The simplest solution to me would be that the R1a eastward spread associated with the eastern IE languages is indeed a copper age one of c. 2700BC onwards but that the western IE languages split off and spread west before this and were not assocaited with steppe cultures. Trying to squeeze steppe solutions into western IE languages always looks tenious IMO. Of course this does all lead back to the question of what the ultimate common denomenator of both groups (Proto-IE) was if it was not steppes nomads. I still feel there is a strong possibility that PIE was related to non-steppe (but close to the western edge of the steppes) groups that had been brought into farming well before the Yamnaya horizon.
I personally think the whole Bug-Dniester/Cuc-Type transition has something to do with R1b being brought into the farming zone with the Bug-Dniester group being the element most likely to have had R1b. Essentially they could be Bug-Dniester people gentically but who were transformed into a farming culture and spread west as a farming culture (with steppe influences) when the climatic decline that ruined C-Tryp and drove steppe elements west happened. Of course I realise that this moves the PIE world slightly west to the western edge of the steppes but I have never found the Uralic contact evidence anywhere near as clinching on a more easterly PIE homeland than it is often presented as - there are far too many unknowns.

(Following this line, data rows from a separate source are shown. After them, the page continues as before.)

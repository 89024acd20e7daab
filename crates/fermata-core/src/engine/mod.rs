//! Playback engine
//!
//! Split along the thread boundary: [`AudioEngine`] and everything it owns
//! run inside the output stream callback, [`PlayerController`] runs on the
//! control thread. The two sides share only the command ring and the atomics.

mod command;
#[allow(clippy::module_inception)]
mod engine;
mod input;
mod player;
mod timer;
mod transport;

pub use command::{command_channel, EngineCommand, LoadRequest, COMMAND_QUEUE_CAPACITY};
pub use engine::{AudioEngine, BUFFER_SIZE};
pub use input::{InputAtomics, LiveInput};
pub use player::{
    start_timers, PlayerController, PlayerSnapshot, METER_INTERVAL, METER_WINDOW, POLL_INTERVAL,
};
pub use timer::PollTimer;
pub use transport::{PlayState, Transport, TransportAtomics};
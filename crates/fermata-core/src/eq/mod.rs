//! EQ profile - band layout, named presets, and persisted gains
//!
//! The profile is the UI-facing model of the 8-band EQ: it stores the current
//! gains, clamps them to the legal range, knows the named presets, and saves
//! every band under its own settings key. The live-input engine reads
//! `current_values` and pushes them into the DSP stage.

use std::sync::Arc;

use crate::settings::SettingsStore;

/// Number of EQ bands.
pub const BAND_COUNT: usize = 8;

/// Band gain range in dB.
pub const MIN_BAND_GAIN_DB: f32 = -15.0;
pub const MAX_BAND_GAIN_DB: f32 = 15.0;

const SETTINGS_PREFIX: &str = "eq_band";

/// Filter shape of one band.
#[derive(Debug, Clone, Copy, PartialEq, Eq)]
pub enum BandShape {
    /// Rumble cut below the band frequency; gain is ignored.
    HighPass,
    Peaking,
    HighShelf,
}

/// Fixed configuration of one band.
#[derive(Debug, Clone, Copy)]
pub struct BandConfig {
    pub frequency: f32,
    pub shape: BandShape,
    /// Bandwidth in octaves.
    pub bandwidth: f32,
    pub label: &'static str,
}

impl BandConfig {
    /// The fixed 8-band layout: a 60 Hz high-pass, six peaking bands, and a
    /// 12 kHz high-shelf. The 170 Hz band is slightly wider.
    pub fn default_bands() -> [BandConfig; BAND_COUNT] {
        [
            BandConfig { frequency: 60.0, shape: BandShape::HighPass, bandwidth: 1.0, label: "60Hz" },
            BandConfig { frequency: 170.0, shape: BandShape::Peaking, bandwidth: 1.2, label: "170Hz" },
            BandConfig { frequency: 310.0, shape: BandShape::Peaking, bandwidth: 1.0, label: "310Hz" },
            BandConfig { frequency: 600.0, shape: BandShape::Peaking, bandwidth: 1.0, label: "600Hz" },
            BandConfig { frequency: 1000.0, shape: BandShape::Peaking, bandwidth: 1.0, label: "1kHz" },
            BandConfig { frequency: 3000.0, shape: BandShape::Peaking, bandwidth: 1.0, label: "3kHz" },
            BandConfig { frequency: 6000.0, shape: BandShape::Peaking, bandwidth: 1.0, label: "6kHz" },
            BandConfig { frequency: 12000.0, shape: BandShape::HighShelf, bandwidth: 1.0, label: "12kHz" },
        ]
    }
}

/// Named preset gains, sorted by name.
const PRESETS: [(&str, [f32; BAND_COUNT]); 8] = [
    ("Blues", [1.0, 2.0, 0.0, 2.0, 1.0, -1.0, 2.0, 1.0]),
    ("Clean", [-1.0, 1.0, 2.0, 0.0, -1.0, 1.0, 2.0, 0.0]),
    ("Flat", [0.0, 0.0, 0.0, 0.0, 0.0, 0.0, 0.0, 0.0]),
    ("Jazz", [-2.0, 1.0, 2.0, 1.0, -1.0, 2.0, 1.0, -1.0]),
    ("Metal", [3.0, -1.0, -2.0, 0.0, 2.0, 4.0, 5.0, 3.0]),
    ("Modern", [-2.0, 0.0, 1.0, 2.0, 3.0, 2.0, 4.0, 5.0]),
    ("Rock", [2.0, 1.0, -1.0, 3.0, 2.0, 4.0, 3.0, 2.0]),
    ("Vintage", [2.0, 3.0, 1.0, -1.0, 0.0, 2.0, 1.0, -2.0]),
];

/// Current EQ gains with preset and persistence support.
pub struct EqProfile {
    gains: [f32; BAND_COUNT],
    configs: [BandConfig; BAND_COUNT],
    store: Arc<dyn SettingsStore>,
}

impl EqProfile {
    /// Load the profile from the store; missing bands default to 0 dB.
    pub fn new(store: Arc<dyn SettingsStore>) -> Self {
        let mut gains = [0.0; BAND_COUNT];
        for (i, gain) in gains.iter_mut().enumerate() {
            *gain = store
                .get_f32(&format!("{SETTINGS_PREFIX}{i}"), 0.0)
                .clamp(MIN_BAND_GAIN_DB, MAX_BAND_GAIN_DB);
        }
        Self {
            gains,
            configs: BandConfig::default_bands(),
            store,
        }
    }

    pub fn band_count(&self) -> usize {
        BAND_COUNT
    }

    /// Gain of one band in dB; out-of-range indices read as 0.
    pub fn band(&self, index: usize) -> f32 {
        self.gains.get(index).copied().unwrap_or(0.0)
    }

    /// Set one band's gain in dB, clamped, and persist it.
    pub fn set_band(&mut self, index: usize, gain_db: f32) {
        let Some(slot) = self.gains.get_mut(index) else {
            return;
        };
        *slot = gain_db.clamp(MIN_BAND_GAIN_DB, MAX_BAND_GAIN_DB);
        log::debug!("eq {}: {} dB", self.configs[index].label, *slot);
        self.store.set_f32(&format!("{SETTINGS_PREFIX}{index}"), *slot);
    }

    pub fn band_config(&self, index: usize) -> Option<&BandConfig> {
        self.configs.get(index)
    }

    /// Preset names in sorted order.
    pub fn available_presets() -> impl Iterator<Item = &'static str> {
        PRESETS.iter().map(|(name, _)| *name)
    }

    /// Apply a named preset. Unknown names are ignored.
    pub fn apply_preset(&mut self, name: &str) {
        let Some((_, values)) = PRESETS.iter().find(|(n, _)| *n == name) else {
            log::warn!("unknown eq preset: {name}");
            return;
        };
        for (i, &value) in values.iter().enumerate() {
            self.set_band(i, value);
        }
        log::info!("applied eq preset: {name}");
    }

    /// Reset every band to 0 dB.
    pub fn reset_all(&mut self) {
        self.apply_preset("Flat");
    }

    /// Snapshot of all gains, in band order.
    pub fn current_values(&self) -> [f32; BAND_COUNT] {
        self.gains
    }
}

#[cfg(test)]
mod tests {
    use super::*;
    use crate::settings::MemorySettingsStore;

    fn profile() -> EqProfile {
        EqProfile::new(Arc::new(MemorySettingsStore::new()))
    }

    #[test]
    fn new_profile_is_flat() {
        let profile = profile();
        assert_eq!(profile.current_values(), [0.0; BAND_COUNT]);
    }

    #[test]
    fn set_band_clamps_and_persists() {
        let store = Arc::new(MemorySettingsStore::new());
        let mut profile = EqProfile::new(store.clone());
        profile.set_band(2, 22.0);
        assert_eq!(profile.band(2), MAX_BAND_GAIN_DB);

        // A fresh profile reads the clamped value back
        let reloaded = EqProfile::new(store);
        assert_eq!(reloaded.band(2), MAX_BAND_GAIN_DB);
    }

    #[test]
    fn out_of_range_index_is_ignored() {
        let mut profile = profile();
        profile.set_band(99, 5.0);
        assert_eq!(profile.band(99), 0.0);
    }

    #[test]
    fn rock_preset_values() {
        let mut profile = profile();
        profile.apply_preset("Rock");
        assert_eq!(profile.current_values(), [2.0, 1.0, -1.0, 3.0, 2.0, 4.0, 3.0, 2.0]);
    }

    #[test]
    fn unknown_preset_leaves_gains_untouched() {
        let mut profile = profile();
        profile.set_band(0, 3.0);
        profile.apply_preset("Dubstep");
        assert_eq!(profile.band(0), 3.0);
    }

    #[test]
    fn reset_all_returns_to_flat() {
        let mut profile = profile();
        profile.apply_preset("Metal");
        profile.reset_all();
        assert_eq!(profile.current_values(), [0.0; BAND_COUNT]);
    }

    #[test]
    fn presets_are_sorted_by_name() {
        let names: Vec<_> = EqProfile::available_presets().collect();
        let mut sorted = names.clone();
        sorted.sort_unstable();
        assert_eq!(names, sorted);
    }
}
impl Playlist {
    /// Create an empty playlist, restoring the global settings and the last
    /// opened folder when it still exists.
    pub fn new(store: Arc<dyn SettingsStore>) -> Self {
        let pause_between_songs = store.get_f64(keys::PAUSE_BETWEEN_SONGS, 0.0).max(0.0);

        let mut playlist = Self {
            tracks: Vec::new(),
            current_index: 0,
            folder: None,
            master_volume: 1.0,
            pause_between_songs,
            store,
        };

        let last_folder = playlist.store.get_string(keys::LAST_FOLDER, "");
        if !last_folder.is_empty() {
            let folder = PathBuf::from(&last_folder);
            if folder.is_dir() {
                if let Err(e) = playlist.open_folder(&folder) {
                    log::warn!("playlist: could not reopen {:?}: {e}", folder);
                }
                let index = playlist.store.get_i64(keys::LAST_SONG_INDEX, 0).max(0) as usize;
                if index < playlist.tracks.len() {
                    playlist.current_index = index;
                }
            }
        }

        playlist
    }

    pub fn tracks(&self) -> &[Track] {
        &self.tracks
    }

    pub fn folder(&self) -> Option<&Path> {
        self.folder.as_deref()
    }

    pub fn is_empty(&self) -> bool {
        self.tracks.is_empty()
    }

    pub fn len(&self) -> usize {
        self.tracks.len()
    }

    pub fn current_index(&self) -> usize {
        self.current_index
    }

    pub fn current_track(&self) -> Option<&Track> {
        self.tracks.get(self.current_index)
    }

    pub fn set_current_index(&mut self, index: usize) {
        if index < self.tracks.len() {
            self.current_index = index;
            self.store.set_i64(keys::LAST_SONG_INDEX, index as i64);
        }
    }

    /// Scan a folder (non-recursive) and merge persisted edits over the scan.
    pub fn open_folder(&mut self, folder: &Path) -> CoreResult<()> {
        // The outgoing folder keeps its master volume
        self.save_master_volume();

        let entries = std::fs::read_dir(folder)
            .map_err(|e| CoreError::UnreadableFile(format!("{}: {e}", folder.display())))?;

        let mut files: Vec<PathBuf> = entries
            .filter_map(|entry| entry.ok().map(|e| e.path()))
            .filter(|path| path.is_file() && is_audio_file(path))
            .collect();
        files.sort();

        self.tracks = files
            .into_iter()
            .enumerate()
            .map(|(order, path)| Track::scan(path, order))
            .collect();

        self.master_volume = self
            .store
            .get_f32(&master_volume_key(folder), 1.0)
            .clamp(0.0, 1.0);
        self.folder = Some(folder.to_path_buf());
        self.merge_persisted();
        self.current_index = 0;

        self.store
            .set_string(keys::LAST_FOLDER, &folder.to_string_lossy());
        self.store.set_i64(keys::LAST_SONG_INDEX, 0);

        log::info!(
            "playlist: opened {:?} with {} tracks",
            folder,
            self.tracks.len()
        );
        Ok(())
    }

    /// Apply persisted edits over the scanned tracks, matched by location.
    /// Files on disk that have no persisted entry keep their scan defaults;
    /// persisted entries without a file are dropped.
    fn merge_persisted(&mut self) {
        let Some(folder) = &self.folder else { return };
        let Some(blob) = self.store.get_blob(&playlist_key(folder)) else {
            return;
        };

        let saved: Vec<Track> = match serde_json::from_slice(&blob) {
            Ok(tracks) => tracks,
            Err(e) => {
                log::warn!("playlist: ignoring unparsable blob for {:?}: {e}", folder);
                return;
            }
        };

        for saved_track in saved {
            if let Some(track) = self
                .tracks
                .iter_mut()
                .find(|t| t.location == saved_track.location)
            {
                track.title = saved_track.title;
                track.volume = saved_track.volume;
                track.order = saved_track.order;
                track.start_time = saved_track.start_time;
                track.include_in_export = saved_track.include_in_export;
                track.export_title = saved_track.export_title;
            }
        }

        self.tracks.sort_by_key(|t| t.order);
        self.renumber();
    }

    fn persist(&self) {
        let Some(folder) = &self.folder else { return };
        match serde_json::to_vec(&self.tracks) {
            Ok(blob) => self.store.set_blob(&playlist_key(folder), blob),
            Err(e) => log::warn!("playlist: could not serialize {:?}: {e}", folder),
        }
    }

    fn save_master_volume(&self) {
        if let Some(folder) = &self.folder {
            self.store
                .set_f32(&master_volume_key(folder), self.master_volume);
        }
    }

    /// Assign dense orders matching the current vec positions.
    fn renumber(&mut self) {
        for (index, track) in self.tracks.iter_mut().enumerate() {
            track.order = index;
        }
    }

    /// Move a track to a new position; orders stay dense.
    pub fn move_track(&mut self, from: usize, to: usize) {
        if from >= self.tracks.len() || to >= self.tracks.len() || from == to {
            return;
        }
        let track = self.tracks.remove(from);
        self.tracks.insert(to, track);
        self.renumber();
        self.persist();
    }

    pub fn set_track_volume(&mut self, index: usize, volume: f32) {
        if let Some(track) = self.tracks.get_mut(index) {
            track.volume = volume.clamp(0.0, 1.0);
            self.persist();
        }
    }

    pub fn set_track_start_time(&mut self, index: usize, start_time: f64) {
        if let Some(track) = self.tracks.get_mut(index) {
            track.start_time = start_time.max(0.0);
            self.persist();
        }
    }

    pub fn set_track_title(&mut self, index: usize, title: &str) {
        if let Some(track) = self.tracks.get_mut(index) {
            track.title = title.to_string();
            self.persist();
        }
    }

    pub fn set_track_export_included(&mut self, index: usize, included: bool) {
        if let Some(track) = self.tracks.get_mut(index) {
            track.include_in_export = included;
            self.persist();
        }
    }

    pub fn set_track_export_title(&mut self, index: usize, title: &str) {
        if let Some(track) = self.tracks.get_mut(index) {
            track.export_title = title.to_string();
            self.persist();
        }
    }

    pub fn master_volume(&self) -> f32 {
        self.master_volume
    }

    /// Folder-wide master volume, persisted per folder.
    pub fn set_master_volume(&mut self, volume: f32) {
        self.master_volume = volume.clamp(0.0, 1.0);
        self.save_master_volume();
    }

    /// Playback volume for one track: per-track times master, never above
    /// unity.
    pub fn effective_volume(&self, track: &Track) -> f32 {
        (track.volume * self.master_volume).min(1.0)
    }

    pub fn pause_between_songs_minutes(&self) -> f64 {
        self.pause_between_songs
    }

    pub fn set_pause_between_songs_minutes(&mut self, minutes: f64) {
        self.pause_between_songs = minutes.max(0.0);
        self.store
            .set_f64(keys::PAUSE_BETWEEN_SONGS, self.pause_between_songs);
    }

    /// Total set length in seconds, including the pause after every track
    /// except the last.
    pub fn total_duration_seconds(&self) -> f64 {
        let songs: f64 = self.tracks.iter().map(|t| t.duration).sum();
        let pauses = self.tracks.len().saturating_sub(1) as f64 * self.pause_between_songs * 60.0;
        songs + pauses
    }

    /// Ordered `(order, title)` pairs for the set-list exporter, filtered to
    /// tracks marked for export.
    pub fn export_entries(&self) -> Vec<(usize, String)> {
        let mut entries: Vec<(usize, String)> = self
            .tracks
            .iter()
            .filter(|t| t.include_in_export)
            .map(|t| {
                let title = if t.export_title.is_empty() {
                    t.display_title()
                } else {
                    t.export_title.clone()
                };
                (t.order, title)
            })
            .collect();
        entries.sort_by_key(|(order, _)| *order);
        entries
    }
}
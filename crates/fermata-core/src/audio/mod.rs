//! Audio I/O - device enumeration and cpal streams

pub mod backend;
pub mod cpal_backend;
pub mod device;

pub use backend::{CaptureBackend, CaptureStream, DeviceCatalog};
pub use cpal_backend::{start_playback_system, CpalCaptureBackend, PlaybackSystem};
pub use device::{input_devices, CpalDeviceCatalog, InputDeviceDescriptor};
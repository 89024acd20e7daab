//! Stereo reverb stage
//!
//! Freeverb-style algorithmic reverb: parallel comb filters feed a serial
//! allpass diffusion stage, with the right channel delay lines offset for
//! stereo spread. Based on the Freeverb algorithm by Jezar at Dreampoint.
//!
//! The single user-facing Amount parameter is the wet mix; at 0 the stage is
//! an exact passthrough. Output is always stereo even for a mono-derived
//! input, since the spread offsets decorrelate the channels.

use crate::effect::{Effect, EffectBase, EffectInfo, ParamInfo, ParamValue};
use crate::types::{StereoBuffer, SAMPLE_RATE};

/// Comb filter delay line lengths (in samples at 44.1kHz).
/// Prime-ish numbers to avoid resonances.
const COMB_LENGTHS: [usize; 8] = [1557, 1617, 1491, 1422, 1277, 1356, 1188, 1116];

/// Allpass filter delay line lengths.
const ALLPASS_LENGTHS: [usize; 4] = [225, 556, 441, 341];

/// Scaling factor for sample rate differences from 44.1kHz.
const SR_SCALE: f32 = SAMPLE_RATE as f32 / 44100.0;

struct CombFilter {
    buffer: Vec<f32>,
    pos: usize,
    filter_state: f32,
}

impl CombFilter {
    fn new(length: usize) -> Self {
        let scaled_len = ((length as f32 * SR_SCALE) as usize).max(1);
        Self {
            buffer: vec![0.0; scaled_len],
            pos: 0,
            filter_state: 0.0,
        }
    }

    #[inline]
    fn process(&mut self, input: f32, feedback: f32, damp: f32) -> f32 {
        let output = self.buffer[self.pos];

        // One-pole lowpass for high-frequency damping
        self.filter_state = output * (1.0 - damp) + self.filter_state * damp;

        self.buffer[self.pos] = input + self.filter_state * feedback;
        self.pos = (self.pos + 1) % self.buffer.len();

        output
    }

    fn reset(&mut self) {
        self.buffer.fill(0.0);
        self.filter_state = 0.0;
    }
}

struct AllpassFilter {
    buffer: Vec<f32>,
    pos: usize,
}

impl AllpassFilter {
    fn new(length: usize) -> Self {
        let scaled_len = ((length as f32 * SR_SCALE) as usize).max(1);
        Self {
            buffer: vec![0.0; scaled_len],
            pos: 0,
        }
    }

    #[inline]
    fn process(&mut self, input: f32, feedback: f32) -> f32 {
        let buffered = self.buffer[self.pos];
        let output = -input + buffered;
        self.buffer[self.pos] = input + buffered * feedback;
        self.pos = (self.pos + 1) % self.buffer.len();
        output
    }

    fn reset(&mut self) {
        self.buffer.fill(0.0);
    }
}

/// Freeverb-style stereo reverb.
///
/// Parameters:
/// - Amount: wet mix (0.0 = passthrough, 1.0 = full wet)
/// - Room Size: reverb decay time
/// - Damping: high frequency damping (0.0 = bright, 1.0 = dark)
pub struct ReverbEffect {
    base: EffectBase,
    combs_l: Vec<CombFilter>,
    /// Right channel comb filters (offset for stereo)
    combs_r: Vec<CombFilter>,
    allpass_l: Vec<AllpassFilter>,
    allpass_r: Vec<AllpassFilter>,
}

impl ReverbEffect {
    /// Stereo spread offset for right channel delay lines (in samples).
    const STEREO_SPREAD: usize = 23;

    pub fn new() -> Self {
        let info = EffectInfo::new("Reverb", "Reverb")
            .with_param(ParamInfo::new("Amount", 0.0).with_range(0.0, 1.0))
            .with_param(ParamInfo::new("Room Size", 0.5).with_range(0.0, 1.0))
            .with_param(ParamInfo::new("Damping", 0.5).with_range(0.0, 1.0));

        let combs_l: Vec<_> = COMB_LENGTHS.iter().map(|&len| CombFilter::new(len)).collect();
        let combs_r: Vec<_> = COMB_LENGTHS
            .iter()
            .map(|&len| CombFilter::new(len + Self::STEREO_SPREAD))
            .collect();

        let allpass_l: Vec<_> = ALLPASS_LENGTHS.iter().map(|&len| AllpassFilter::new(len)).collect();
        let allpass_r: Vec<_> = ALLPASS_LENGTHS
            .iter()
            .map(|&len| AllpassFilter::new(len + Self::STEREO_SPREAD))
            .collect();

        Self {
            base: EffectBase::new(info),
            combs_l,
            combs_r,
            allpass_l,
            allpass_r,
        }
    }

    /// Wet mix in 0..1.
    pub fn amount(&self) -> f32 {
        self.base.param_actual(0)
    }

    /// Set the wet mix, clamped to 0..1.
    pub fn set_amount(&mut self, amount: f32) {
        self.set_param_actual(0, amount);
    }

    pub fn set_room_size(&mut self, size: f32) {
        self.set_param_actual(1, size);
    }

    pub fn set_damping(&mut self, damping: f32) {
        self.set_param_actual(2, damping);
    }

    /// Comb feedback derived from room size (0.7-0.98).
    fn feedback(&self) -> f32 {
        0.7 + self.base.param_actual(1) * 0.28
    }

    fn damping(&self) -> f32 {
        self.base.param_actual(2)
    }
}

impl Default for ReverbEffect {
    fn default() -> Self {
        Self::new()
    }
}

impl Effect for ReverbEffect {
    fn process(&mut self, buffer: &mut StereoBuffer) {
        if self.base.is_bypassed() {
            return;
        }

        let wet = self.amount();
        if wet <= 0.0 {
            // Keep the delay lines cold so raising the amount later does not
            // release a stale tail
            return;
        }
        let dry = 1.0 - wet;

        let feedback = self.feedback();
        let damp = self.damping();

        const ALLPASS_FEEDBACK: f32 = 0.5;

        // Gain compensation for summing eight parallel combs
        const COMB_GAIN: f32 = 0.2;

        for sample in buffer.iter_mut() {
            let input = (sample.left + sample.right) * 0.5;

            let mut out_l = 0.0f32;
            let mut out_r = 0.0f32;

            for comb in &mut self.combs_l {
                out_l += comb.process(input, feedback, damp);
            }
            for comb in &mut self.combs_r {
                out_r += comb.process(input, feedback, damp);
            }

            out_l *= COMB_GAIN;
            out_r *= COMB_GAIN;

            for ap in &mut self.allpass_l {
                out_l = ap.process(out_l, ALLPASS_FEEDBACK);
            }
            for ap in &mut self.allpass_r {
                out_r = ap.process(out_r, ALLPASS_FEEDBACK);
            }

            sample.left = out_l * wet + sample.left * dry;
            sample.right = out_r * wet + sample.right * dry;
        }
    }

    fn info(&self) -> &EffectInfo {
        self.base.info()
    }

    fn get_params(&self) -> &[ParamValue] {
        self.base.get_params()
    }

    fn set_param(&mut self, index: usize, value: f32) {
        self.base.set_param(index, value);
    }

    fn set_bypass(&mut self, bypass: bool) {
        self.base.set_bypass(bypass);
    }

    fn is_bypassed(&self) -> bool {
        self.base.is_bypassed()
    }

    fn reset(&mut self) {
        for comb in &mut self.combs_l {
            comb.reset();
        }
        for comb in &mut self.combs_r {
            comb.reset();
        }
        for ap in &mut self.allpass_l {
            ap.reset();
        }
        for ap in &mut self.allpass_r {
            ap.reset();
        }
    }
}

#[cfg(test)]
mod tests {
    use super::*;
    use crate::types::StereoSample;

    #[test]
    fn default_amount_is_zero() {
        let effect = ReverbEffect::new();
        assert_eq!(effect.amount(), 0.0);
        assert_eq!(effect.info().param_count(), 3);
    }

    #[test]
    fn zero_amount_is_exact_passthrough() {
        let mut effect = ReverbEffect::new();

        let mut buffer = StereoBuffer::silence(64);
        buffer.as_mut_slice()[0] = StereoSample::new(1.0, 0.5);

        effect.process(&mut buffer);

        assert_eq!(buffer[0].left, 1.0);
        assert_eq!(buffer[0].right, 0.5);
        assert!(buffer.iter().skip(1).all(|s| s.left == 0.0 && s.right == 0.0));
    }

    #[test]
    fn impulse_produces_decaying_tail() {
        let mut effect = ReverbEffect::new();
        effect.set_amount(1.0);

        let mut buffer = StereoBuffer::silence(8192);
        buffer.as_mut_slice()[0] = StereoSample::new(1.0, 1.0);

        effect.process(&mut buffer);

        // Energy appears after the shortest comb delay (1116 samples at
        // 44.1kHz, ~1213 at 48kHz)
        let tail_energy: f32 = buffer.iter().skip(1500).map(|s| s.left.abs()).sum();
        assert!(tail_energy > 0.0);
    }

    #[test]
    fn mono_input_decorrelates_into_stereo() {
        let mut effect = ReverbEffect::new();
        effect.set_amount(1.0);

        let mut buffer = StereoBuffer::silence(8192);
        buffer.as_mut_slice()[0] = StereoSample::mono(1.0);

        effect.process(&mut buffer);

        let diff_count = buffer
            .iter()
            .skip(1500)
            .filter(|s| (s.left - s.right).abs() > 0.0001)
            .count();
        assert!(diff_count > 0);
    }

    #[test]
    fn reset_clears_the_tail() {
        let mut effect = ReverbEffect::new();
        effect.set_amount(1.0);

        let mut buffer = StereoBuffer::silence(4096);
        for s in buffer.iter_mut() {
            *s = StereoSample::mono(1.0);
        }
        effect.process(&mut buffer);

        effect.reset();

        let mut buffer = StereoBuffer::silence(64);
        effect.process(&mut buffer);
        let energy: f32 = buffer.iter().map(|s| s.left.abs() + s.right.abs()).sum();
        assert!(energy < 1e-6);
    }
}
//! Input gain stage - clean pre-amplification in dB
//!
//! The live-input path runs this ahead of the EQ. It is a distortion-capable
//! stage run permanently in clean mode: the distortion wet mix is zero and
//! only the pre-gain is applied.

use crate::effect::{Effect, EffectBase, EffectInfo, ParamInfo, ParamValue};
use crate::types::{db_to_linear, StereoBuffer};

/// Pre-gain range in dB for the live-input path.
pub const MIN_GAIN_DB: f32 = -30.0;
pub const MAX_GAIN_DB: f32 = 15.0;

/// Default pre-gain in dB.
pub const DEFAULT_GAIN_DB: f32 = -15.0;

/// Clean pre-gain stage.
///
/// Parameters:
/// - Pre-Gain: -30..+15 dB
pub struct GainStage {
    base: EffectBase,
}

impl GainStage {
    pub fn new() -> Self {
        let info = EffectInfo::new("Pre-Gain", "Amp").with_param(
            ParamInfo::new("Pre-Gain", default_normalized())
                .with_range(MIN_GAIN_DB, MAX_GAIN_DB)
                .with_unit("dB"),
        );
        Self {
            base: EffectBase::new(info),
        }
    }

    /// Current pre-gain in dB.
    pub fn gain_db(&self) -> f32 {
        self.base.param_actual(0)
    }

    /// Set the pre-gain in dB, clamped to the stage range.
    pub fn set_gain_db(&mut self, db: f32) {
        self.set_param_actual(0, db);
    }
}

fn default_normalized() -> f32 {
    (DEFAULT_GAIN_DB - MIN_GAIN_DB) / (MAX_GAIN_DB - MIN_GAIN_DB)
}

impl Default for GainStage {
    fn default() -> Self {
        Self::new()
    }
}

impl Effect for GainStage {
    fn process(&mut self, buffer: &mut StereoBuffer) {
        if self.base.is_bypassed() {
            return;
        }
        buffer.scale(db_to_linear(self.gain_db()));
    }

    fn info(&self) -> &EffectInfo {
        self.base.info()
    }

    fn get_params(&self) -> &[ParamValue] {
        self.base.get_params()
    }

    fn set_param(&mut self, index: usize, value: f32) {
        self.base.set_param(index, value);
    }

    fn set_bypass(&mut self, bypass: bool) {
        self.base.set_bypass(bypass);
    }

    fn is_bypassed(&self) -> bool {
        self.base.is_bypassed()
    }

    fn reset(&mut self) {
        // Stateless
    }
}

So returning to the map, I dont believe R1a and R1b were in hugely contrasting locations in say 4000BC. Perhaps R1b was among the Bug Dniester people who were absorbed into farming by the Cuc-Tryp group while R1a was east-adjacent. I dont buy the whole idea that R1b was in the early farming zone of Anatolia and the middle east until much before 4000BC. It is important to remember that there is no such thing as an archiac branch, just the modern tail end of different branches of equal ultimate age. Also, remember that the area north of the Black Sea has had incredibly population change in even the last few centuries and many different groups dominated this area in the last 3000 years, not to mention the late Slavic expansions etc. So, this crucial area is essentially of no use in using modern populations as proxys for 5000 years ago.